(Exercise):
The lines from the start of the records through the one containing "assert!(!view.is_loading);" are to be restated word for word; please include both ends.

(Data to process):
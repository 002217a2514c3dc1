use jobboard_sync::access::{GuardDecision, Session};
use jobboard_sync::clients::EntityClient;
use jobboard_sync::config::Settings;
use jobboard_sync::framework::LoadingState;
use jobboard_sync::http::{ApiError, ValidationPolicy};
use jobboard_sync::lifecycle::SyncSystem;
use jobboard_sync::model::JobSearch;

fn settings(base_url: String, prefs_dir: &tempfile::TempDir) -> Settings {
    let mut settings = Settings::default();
    settings.api.base_url = base_url;
    settings.prefs.path = prefs_dir.path().join("prefs.json");
    settings
}

/// Full end-to-end test: real stores, real HTTP against a local mock backend.
#[tokio::test]
async fn test_job_view_loads_from_backend() {
    let mut server = mockito::Server::new_async().await;
    let mock = server
        .mock("GET", "/api/v1/jobs/42")
        .with_status(200)
        .with_header("content-type", "application/json")
        .with_body(r#"{"id":"42","title":"Engineer"}"#)
        .expect(1)
        .create_async()
        .await;
    let dir = tempfile::tempdir().unwrap();
    let system = SyncSystem::new(&settings(server.url(), &dir)).unwrap();

    let mut first = system.jobs.binding.mount("42".to_string());
    let mut second = system.jobs.binding.mount("42".to_string());
    first.settled().await;
    second.settled().await;

    let view = first.view().await.unwrap();
    assert!(!view.is_loading);
    assert_eq!(view.loading_state, LoadingState::Loaded);
    assert_eq!(view.entity.unwrap().title, "Engineer");
    assert_eq!(view.error, None);

    // both mounts were served by one request
    mock.assert_async().await;

    drop(first);
    drop(second);
    system.shutdown().await.unwrap();
}

#[tokio::test]
async fn test_backend_error_lands_in_entry() {
    let mut server = mockito::Server::new_async().await;
    server
        .mock("GET", "/api/v1/jobs/42")
        .with_status(503)
        .with_body(r#"{"error":"maintenance"}"#)
        .create_async()
        .await;
    let dir = tempfile::tempdir().unwrap();
    let system = SyncSystem::new(&settings(server.url(), &dir)).unwrap();

    let mut handle = system.jobs.binding.mount("42".to_string());
    handle.settled().await;

    let entry = system.jobs.store.snapshot("42".to_string()).await.unwrap();
    assert_eq!(entry.loading_state, LoadingState::Loaded);
    assert_eq!(entry.data, None);
    assert_eq!(entry.errors.as_deref(), Some("HTTP 503: maintenance"));

    drop(handle);
    system.shutdown().await.unwrap();
}

#[tokio::test]
async fn test_validation_policy_enforce_vs_warn() {
    let mut server = mockito::Server::new_async().await;
    server
        .mock("GET", "/api/v1/jobs/7")
        .with_status(200)
        .with_body(r#"{"id":"7"}"#)
        .expect(2)
        .create_async()
        .await;
    let dir = tempfile::tempdir().unwrap();

    let system = SyncSystem::new(&settings(server.url(), &dir)).unwrap();
    let err = system.jobs.client.get("7".to_string()).await.unwrap_err();
    assert!(matches!(err, ApiError::Validation(_)), "got {err:?}");
    system.shutdown().await.unwrap();

    let mut lenient = settings(server.url(), &dir);
    lenient.api.validation = ValidationPolicy::Warn;
    let system = SyncSystem::new(&lenient).unwrap();
    let job = system.jobs.client.get("7".to_string()).await.unwrap();
    assert_eq!(job.id, "7");
    assert_eq!(job.title, "");
    system.shutdown().await.unwrap();
}

#[tokio::test]
async fn test_search_and_shared_store_clear() {
    let mut server = mockito::Server::new_async().await;
    server
        .mock("GET", "/api/v1/jobs")
        .match_query(mockito::Matcher::UrlEncoded("q".into(), "rust".into()))
        .with_status(200)
        .with_body(r#"[{"id":"1","title":"Rust dev"}]"#)
        .create_async()
        .await;
    server
        .mock("GET", "/api/v1/companies/co1")
        .with_status(200)
        .with_body(r#"{"id":"co1","name":"Acme"}"#)
        .create_async()
        .await;
    let dir = tempfile::tempdir().unwrap();
    let system = SyncSystem::new(&settings(server.url(), &dir)).unwrap();

    let found = system
        .jobs
        .client
        .search(&JobSearch {
            query: Some("rust".to_string()),
            ..JobSearch::default()
        })
        .await
        .unwrap();
    assert_eq!(found[0].title, "Rust dev");

    let mut company = system.companies.binding.mount("co1".to_string());
    company.settled().await;
    assert_eq!(company.view().await.unwrap().entity.unwrap().name, "Acme");
    drop(company);

    // sign-out empties every store
    assert_eq!(system.clear_all().await.unwrap(), 1);
    let view = system.companies.binding.view("co1".to_string()).await.unwrap();
    assert_eq!(view.loading_state, LoadingState::Init);
    assert_eq!(view.entity, None);

    system.shutdown().await.unwrap();
}

#[tokio::test]
async fn test_session_helpers() {
    let dir = tempfile::tempdir().unwrap();
    let system = SyncSystem::new(&settings("http://localhost:8080".to_string(), &dir)).unwrap();

    let candidate = Session::from_cookie_header("access_token=t1; user_role=candidate");
    assert_eq!(
        system.guard.evaluate("/company/jobs", candidate.as_ref()),
        GuardDecision::RedirectHome("/".to_string())
    );
    assert_eq!(
        system.guard.evaluate("/candidate/profile", None),
        GuardDecision::RedirectSignIn("/sign-in".to_string())
    );

    let mut changes = system.sidebar.subscribe();
    assert!(system.sidebar.toggle().await.unwrap());
    assert!(changes.recv().await.unwrap().value);

    system.shutdown().await.unwrap();
}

(Written answer):
repository 002217a2514c3dc1
use jobboard_sync::access::{GuardDecision, Session};
use jobboard_sync::clients::EntityClient;
use jobboard_sync::config::Settings;
use jobboard_sync::framework::LoadingState;
use jobboard_sync::http::{ApiError, ValidationPolicy};
use jobboard_sync::lifecycle::SyncSystem;
use jobboard_sync::model::JobSearch;

fn settings(base_url: String, prefs_dir: &tempfile::TempDir) -> Settings {
    let mut settings = Settings::default();
    settings.api.base_url = base_url;
    settings.prefs.path = prefs_dir.path().join("prefs.json");
    settings
}

/// Full end-to-end test: real stores, real HTTP against a local mock backend.
#[tokio::test]
async fn test_job_view_loads_from_backend() {
    let mut server = mockito::Server::new_async().await;
    let mock = server
        .mock("GET", "/api/v1/jobs/42")
        .with_status(200)
        .with_header("content-type", "application/json")
        .with_body(r#"{"id":"42","title":"Engineer"}"#)
        .expect(1)
        .create_async()
        .await;
    let dir = tempfile::tempdir().unwrap();
    let system = SyncSystem::new(&settings(server.url(), &dir)).unwrap();

    let mut first = system.jobs.binding.mount("42".to_string());
    let mut second = system.jobs.binding.mount("42".to_string());
    first.settled().await;
    second.settled().await;

    let view = first.view().await.unwrap();
    assert!(!view.is_loading);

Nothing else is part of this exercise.